Muluh e a roda.
Muluh, minha melhor amiga, convidou-me—tínhamos quinze anos—para ir a um convento da cidade levar arroz, feijão, leite em pó, café e açúcar . Minha avó e a de Muluh ‘se quarteavam’, como diziam elas, nessa tarefa caridosa. Porém nunca havíamos ultrapassado os degraus que levavam à porta do Carmo e, pela primeira vez, adentraríamos mistérios que se grudavam às silenciosas e invisíveis freirinhas. Ninguém as via, nem familiares. Seu silêncio era para o mundo de comuns e fúteis que iam ao cinema, namoravam, cantavam ‘Carlos Gardel’ e ‘Conceição’ no chuveiro, acompanhavam novelas, dançavam de rosto colado, em reuniões dançantes do clube, só para citar algumas das pequenezas dos que ficavam do lado de fora de paredes e do muro, com mais de três metros de altura, que circundava aquele local.
Como é que conseguiam ficar caladas? Será que sabiam da vida de suas colegas de hábito? Nossas avós juravam que nem sequer se olhavam.
“Também”, observava Muluh,”com aquela coisa tapante que têm a cobrir-lhes cabeça e ombros , nem há muito mérito em não olhar para suas colegas cobertas de pano marrom. Simples: se andássemos vestidas como elas, olha, garanto que falaríamos bem menos!”
O voto de silêncio não incluía falar com Deus através do canto sacro em celebrações especiais. Apesar de não sermos católicas, íamos a essas missas para ouvir as vozes do coro de anjos que saíam dos furinhos em uma treliça , lá em cima, por trás do pequeno órgão. A música flutuava pela capela e Muluh e eu sentíamos que uma nuvem nos levava ao céu. Porém, nos degraus da saída, sempre concluíamos que a voz delas era diáfana—adorávamos esta palavra—porque as freiras se esforçavam para demonstrar como aquela rotina de sacrifícios era maravilhosa. Ao que Muluh retrucava:
“ Olha, alguém no mundo deve se sacrificar para que a gente possa ir ao cinema, namorar, cantar, dançar, dar gargalhadas e devorar uma banana split. Adoro as irmãzinhas que rezam pelo bem de nós todos! Agora, nem as melhores do Clube do Guri possuem voz afinada como a delas! Nossa, elas são campeãs de voz! Tenho certeza, juro, que o segredo é permanecer em silêncio! Quem sabe a gente experimenta?”

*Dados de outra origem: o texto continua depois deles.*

use async_trait::async_trait;
use bytes::Bytes;
use futures_util::stream;
use serde::Deserialize;
use wayfinder_core::{DataRetrievalStrategy, RetrievalRequest, RetrievedResponse, WayfinderError};

const HEADER_ROOT_TX_ID: &str = "x-ar-io-root-transaction-id";
const HEADER_ROOT_DATA_OFFSET: &str = "x-ar-io-root-data-offset";
const HEADER_CHUNK_READ_OFFSET: &str = "x-arweave-chunk-read-offset";
const HEADER_CHUNK_START_OFFSET: &str = "x-arweave-chunk-start-offset";
const HEADER_CHUNK_TX_ID: &str = "x-arweave-chunk-tx-id";

#[derive(Debug, Deserialize)]
struct OffsetResponse {
    offset: String,
    size: String,
}

/// Retrieves a data item that lives at a relative offset inside a larger
/// root transaction: HEAD for metadata, resolve the item's absolute start
/// via `/tx/{rootTxId}/offset`, then walk `/chunk/{offset}/data` until
/// `contentLength` bytes have been produced.
pub struct ChunkedDataRetrieval {
    client: reqwest::Client,
}

impl ChunkedDataRetrieval {
    pub fn new(client: reqwest::Client) -> Self {
        Self { client }
    }
}

impl Default for ChunkedDataRetrieval {
    fn default() -> Self {
        Self::new(reqwest::Client::new())
    }
}

struct ChunkCursor {
    client: reqwest::Client,
    chunk_base_url: String,
    root_tx_id: String,
    current_offset: i64,
    remaining: i64,
    done: bool,
}

async fn fetch_next_chunk(mut cursor: ChunkCursor) -> Option<(Result<Bytes, WayfinderError>, ChunkCursor)> {
    if cursor.done || cursor.remaining <= 0 {
        return None;
    }

    let url = format!("{}/chunk/{}/data", cursor.chunk_base_url, cursor.current_offset);
    let resp = match cursor.client.get(&url).send().await {
        Ok(resp) => resp,
        Err(e) => {
            cursor.done = true;
            return Some((Err(WayfinderError::RetrievalFailed(e.to_string())), cursor));
        }
    };

    let headers = resp.headers().clone();
    let chunk_tx_id = headers
        .get(HEADER_CHUNK_TX_ID)
        .and_then(|v| v.to_str().ok())
        .unwrap_or_default()
        .to_string();
    let read_offset: i64 = headers
        .get(HEADER_CHUNK_READ_OFFSET)
        .and_then(|v| v.to_str().ok())
        .and_then(|v| v.parse().ok())
        .unwrap_or(0);
    let start_offset: i64 = match headers
        .get(HEADER_CHUNK_START_OFFSET)
        .and_then(|v| v.to_str().ok())
        .and_then(|v| v.parse().ok())
    {
        Some(v) => v,
        None => {
            cursor.done = true;
            return Some((
                Err(WayfinderError::RetrievalFailed("chunk response missing start offset header".into())),
                cursor,
            ));
        }
    };

    if chunk_tx_id != cursor.root_tx_id {
        tracing::warn!(
            expected = cursor.root_tx_id.as_str(),
            actual = chunk_tx_id.as_str(),
            offset = cursor.current_offset,
            "chunk tx id mismatch, aborting reassembly"
        );
        cursor.done = true;
        return Some((
            Err(WayfinderError::ChunkMismatch {
                expected: cursor.root_tx_id.clone(),
                actual: chunk_tx_id,
            }),
            cursor,
        ));
    }

    let body = match resp.bytes().await {
        Ok(body) => body,
        Err(e) => {
            cursor.done = true;
            return Some((Err(WayfinderError::RetrievalFailed(e.to_string())), cursor));
        }
    };

    let chunk_len = body.len() as i64;
    let read_offset = read_offset.clamp(0, chunk_len);
    let available = chunk_len - read_offset;
    let take = available.min(cursor.remaining).max(0) as usize;
    let slice = body.slice(read_offset as usize..read_offset as usize + take);

    cursor.remaining -= take as i64;
    cursor.current_offset = start_offset + chunk_len;
    if cursor.remaining <= 0 {
        cursor.done = true;
    }

    Some((Ok(slice), cursor))
}

#[async_trait]
impl DataRetrievalStrategy for ChunkedDataRetrieval {
    async fn get_data(&self, req: RetrievalRequest) -> Result<RetrievedResponse, WayfinderError> {
        let mut head_builder = self.client.head(&req.request_url);
        for (name, value) in &req.headers {
            head_builder = head_builder.header(name, value);
        }
        let head_resp = head_builder
            .send()
            .await
            .map_err(|e| WayfinderError::RetrievalFailed(e.to_string()))?;

        let status = head_resp.status().as_u16();
        let head_headers = head_resp.headers().clone();

        let root_tx_id = head_headers
            .get(HEADER_ROOT_TX_ID)
            .and_then(|v| v.to_str().ok())
            .ok_or_else(|| WayfinderError::RetrievalFailed("missing root transaction id header".into()))?
            .to_string();
        let relative_offset: i64 = head_headers
            .get(HEADER_ROOT_DATA_OFFSET)
            .and_then(|v| v.to_str().ok())
            .and_then(|v| v.parse().ok())
            .ok_or_else(|| WayfinderError::RetrievalFailed("missing root data offset header".into()))?;
        let content_length: i64 = head_headers
            .get(reqwest::header::CONTENT_LENGTH)
            .and_then(|v| v.to_str().ok())
            .and_then(|v| v.parse().ok())
            .ok_or_else(|| WayfinderError::RetrievalFailed("missing content-length header".into()))?;

        let chunk_base_url = req.gateway.request_url(None, "");
        let offset_url = format!("{chunk_base_url}/tx/{root_tx_id}/offset");
        let offset_resp: OffsetResponse = self
            .client
            .get(&offset_url)
            .send()
            .await
            .map_err(|e| WayfinderError::RetrievalFailed(e.to_string()))?
            .json()
            .await
            .map_err(|e| WayfinderError::RetrievalFailed(e.to_string()))?;

        let end_offset: i64 = offset_resp
            .offset
            .parse()
            .map_err(|_| WayfinderError::RetrievalFailed("non-numeric offset in /tx/offset response".into()))?;
        let size: i64 = offset_resp
            .size
            .parse()
            .map_err(|_| WayfinderError::RetrievalFailed("non-numeric size in /tx/offset response".into()))?;
        let root_start = end_offset - size + 1;
        let item_absolute_start = root_start + relative_offset;

        let cursor = ChunkCursor {
            client: self.client.clone(),
            chunk_base_url,
            root_tx_id,
            current_offset: item_absolute_start,
            remaining: content_length,
            done: false,
        };

        let body = stream::unfold(cursor, fetch_next_chunk);

        Ok(RetrievedResponse {
            status,
            headers: head_headers
                .iter()
                .filter_map(|(name, value)| value.to_str().ok().map(|v| (name.as_str().to_string(), v.to_string())))
                .collect(),
            body: Box::pin(body),
        })
    }
}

“Credo, iam acreditar que estávamos com laringite ou caxumba e iriam chamar o Dr. Percy. Juro que iam,” complementei. “ E o pior é que nem o médico acreditaria que era apenas um silêncio, como fala titia, ‘terapêutico’. “
Chegamos no portãozinho da entrada. Era subir alguns degraus e tocar o sininho que a senhora idosa da portaria—Muluh afirmava que fora candidata à freira, mas não passara pelas provas, aí contentara-se com abrir e fechar portas—logo nos receberia. E assim foi.
A porteira, Sra. Dorothea—lia-se o nome no avental bordado em ponto de cruz—, perguntou o que tínhamos nas sacolas de crochê. Aí, Muluh declarou, emendando tudo:
“Caféarrozaçucarfarinhaleiteempó!”
Dona Dorothea não entendeu nada. Abrimos as sacolas e fomos colocando cada item, separadamente, no chão de mosaicos.
“Ach, que meninas ‘querridas’! Trracento tanta coissa parra nossos popressinhos da crreche. Fão figar condentes! E o Babai do Céu, indon, nem si fala! Acora voceis chunta tudu e pota, uma bor uma no roda. Fou apri e quanto tiver cheia, voceis chira a roda que as iramãssinha peca lá tentro” , instruiu a Dona Dorothea com um sotaque forte.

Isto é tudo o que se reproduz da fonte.